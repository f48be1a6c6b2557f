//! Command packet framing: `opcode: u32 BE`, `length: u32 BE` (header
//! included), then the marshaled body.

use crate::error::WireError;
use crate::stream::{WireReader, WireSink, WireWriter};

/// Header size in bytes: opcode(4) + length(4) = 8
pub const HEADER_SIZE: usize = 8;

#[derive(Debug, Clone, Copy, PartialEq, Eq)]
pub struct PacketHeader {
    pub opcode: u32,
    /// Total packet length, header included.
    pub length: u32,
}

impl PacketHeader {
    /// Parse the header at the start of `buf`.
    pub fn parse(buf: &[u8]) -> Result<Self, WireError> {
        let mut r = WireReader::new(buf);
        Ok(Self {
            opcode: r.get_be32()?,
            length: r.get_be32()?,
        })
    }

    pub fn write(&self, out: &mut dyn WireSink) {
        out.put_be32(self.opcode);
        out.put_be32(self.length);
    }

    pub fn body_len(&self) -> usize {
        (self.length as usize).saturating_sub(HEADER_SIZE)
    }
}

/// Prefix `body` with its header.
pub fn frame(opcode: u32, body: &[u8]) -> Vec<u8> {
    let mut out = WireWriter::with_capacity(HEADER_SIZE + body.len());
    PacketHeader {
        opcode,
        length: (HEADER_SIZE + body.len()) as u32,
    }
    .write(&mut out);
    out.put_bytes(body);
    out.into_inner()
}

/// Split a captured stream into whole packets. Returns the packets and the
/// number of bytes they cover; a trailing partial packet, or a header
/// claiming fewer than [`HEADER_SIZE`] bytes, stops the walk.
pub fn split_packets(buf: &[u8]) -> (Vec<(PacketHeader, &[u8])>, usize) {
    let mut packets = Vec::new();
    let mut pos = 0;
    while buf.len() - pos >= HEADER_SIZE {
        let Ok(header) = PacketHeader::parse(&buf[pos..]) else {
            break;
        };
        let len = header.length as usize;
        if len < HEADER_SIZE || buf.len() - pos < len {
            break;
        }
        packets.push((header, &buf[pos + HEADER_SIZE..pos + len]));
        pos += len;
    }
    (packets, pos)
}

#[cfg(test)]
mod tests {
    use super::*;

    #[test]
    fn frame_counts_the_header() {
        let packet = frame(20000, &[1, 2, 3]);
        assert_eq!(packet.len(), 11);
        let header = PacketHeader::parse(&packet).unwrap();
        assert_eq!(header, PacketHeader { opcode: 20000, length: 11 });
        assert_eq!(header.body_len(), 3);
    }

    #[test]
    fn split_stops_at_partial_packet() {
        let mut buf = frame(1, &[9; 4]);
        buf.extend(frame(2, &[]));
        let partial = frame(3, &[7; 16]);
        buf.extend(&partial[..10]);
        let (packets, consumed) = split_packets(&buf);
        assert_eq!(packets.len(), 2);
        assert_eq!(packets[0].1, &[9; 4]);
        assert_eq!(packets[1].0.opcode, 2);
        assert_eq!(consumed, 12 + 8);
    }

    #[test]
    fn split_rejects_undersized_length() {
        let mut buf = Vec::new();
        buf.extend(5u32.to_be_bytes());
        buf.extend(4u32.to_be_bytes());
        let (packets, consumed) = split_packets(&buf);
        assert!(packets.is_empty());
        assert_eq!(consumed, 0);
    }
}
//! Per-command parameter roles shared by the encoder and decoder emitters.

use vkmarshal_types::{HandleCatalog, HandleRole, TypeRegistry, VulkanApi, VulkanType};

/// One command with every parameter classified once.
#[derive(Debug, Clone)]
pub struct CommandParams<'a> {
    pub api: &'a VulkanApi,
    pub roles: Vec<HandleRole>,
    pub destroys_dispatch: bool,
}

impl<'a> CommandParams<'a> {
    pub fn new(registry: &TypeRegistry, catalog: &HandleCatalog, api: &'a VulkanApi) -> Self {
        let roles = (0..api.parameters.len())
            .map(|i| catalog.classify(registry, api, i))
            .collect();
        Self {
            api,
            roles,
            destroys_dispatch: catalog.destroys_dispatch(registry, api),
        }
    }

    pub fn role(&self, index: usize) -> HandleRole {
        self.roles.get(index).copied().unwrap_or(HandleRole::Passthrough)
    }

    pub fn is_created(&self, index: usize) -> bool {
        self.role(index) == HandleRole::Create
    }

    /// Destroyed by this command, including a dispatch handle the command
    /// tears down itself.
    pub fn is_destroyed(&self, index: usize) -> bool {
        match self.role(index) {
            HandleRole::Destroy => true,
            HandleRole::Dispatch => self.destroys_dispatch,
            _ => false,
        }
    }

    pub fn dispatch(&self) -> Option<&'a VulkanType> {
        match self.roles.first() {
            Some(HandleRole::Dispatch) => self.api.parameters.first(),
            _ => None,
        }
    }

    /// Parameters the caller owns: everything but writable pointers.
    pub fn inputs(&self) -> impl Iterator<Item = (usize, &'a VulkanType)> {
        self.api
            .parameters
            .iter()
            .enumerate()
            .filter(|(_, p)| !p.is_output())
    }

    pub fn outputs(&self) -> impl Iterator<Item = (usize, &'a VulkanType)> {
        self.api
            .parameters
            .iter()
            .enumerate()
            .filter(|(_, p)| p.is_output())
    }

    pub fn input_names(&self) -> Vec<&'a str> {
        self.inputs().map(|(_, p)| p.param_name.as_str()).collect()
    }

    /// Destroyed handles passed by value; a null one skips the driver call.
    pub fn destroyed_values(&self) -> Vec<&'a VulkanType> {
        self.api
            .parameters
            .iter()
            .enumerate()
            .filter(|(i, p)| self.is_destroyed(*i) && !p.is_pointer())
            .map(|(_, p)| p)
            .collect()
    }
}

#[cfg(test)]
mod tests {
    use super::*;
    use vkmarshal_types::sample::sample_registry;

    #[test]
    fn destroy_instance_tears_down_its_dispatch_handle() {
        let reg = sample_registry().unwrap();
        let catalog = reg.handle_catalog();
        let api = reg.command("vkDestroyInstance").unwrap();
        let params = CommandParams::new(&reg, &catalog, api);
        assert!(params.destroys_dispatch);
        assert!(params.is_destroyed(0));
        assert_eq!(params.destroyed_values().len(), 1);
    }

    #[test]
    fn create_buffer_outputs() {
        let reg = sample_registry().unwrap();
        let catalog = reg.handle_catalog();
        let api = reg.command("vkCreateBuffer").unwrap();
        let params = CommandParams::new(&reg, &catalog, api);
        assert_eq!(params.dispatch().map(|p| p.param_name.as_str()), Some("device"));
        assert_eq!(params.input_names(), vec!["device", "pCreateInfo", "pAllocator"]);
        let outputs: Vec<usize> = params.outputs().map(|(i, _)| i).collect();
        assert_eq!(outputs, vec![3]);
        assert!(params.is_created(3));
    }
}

───

*Exercise*. Your task is to reproduce the entries exactly, starting at the first line and ending with the line containing "pub fn body_len(&self)".

*Expected answer*.
repository f48be1a6c6b2557f
//! Command packet framing: `opcode: u32 BE`, `length: u32 BE` (header
//! included), then the marshaled body.

use crate::error::WireError;
use crate::stream::{WireReader, WireSink, WireWriter};

/// Header size in bytes: opcode(4) + length(4) = 8
pub const HEADER_SIZE: usize = 8;

#[derive(Debug, Clone, Copy, PartialEq, Eq)]
pub struct PacketHeader {
    pub opcode: u32,
    /// Total packet length, header included.
    pub length: u32,
}

impl PacketHeader {
    /// Parse the header at the start of `buf`.
    pub fn parse(buf: &[u8]) -> Result<Self, WireError> {
        let mut r = WireReader::new(buf);
        Ok(Self {
            opcode: r.get_be32()?,
            length: r.get_be32()?,
        })
    }

    pub fn write(&self, out: &mut dyn WireSink) {
        out.put_be32(self.opcode);
        out.put_be32(self.length);
    }

    pub fn body_len(&self) -> usize {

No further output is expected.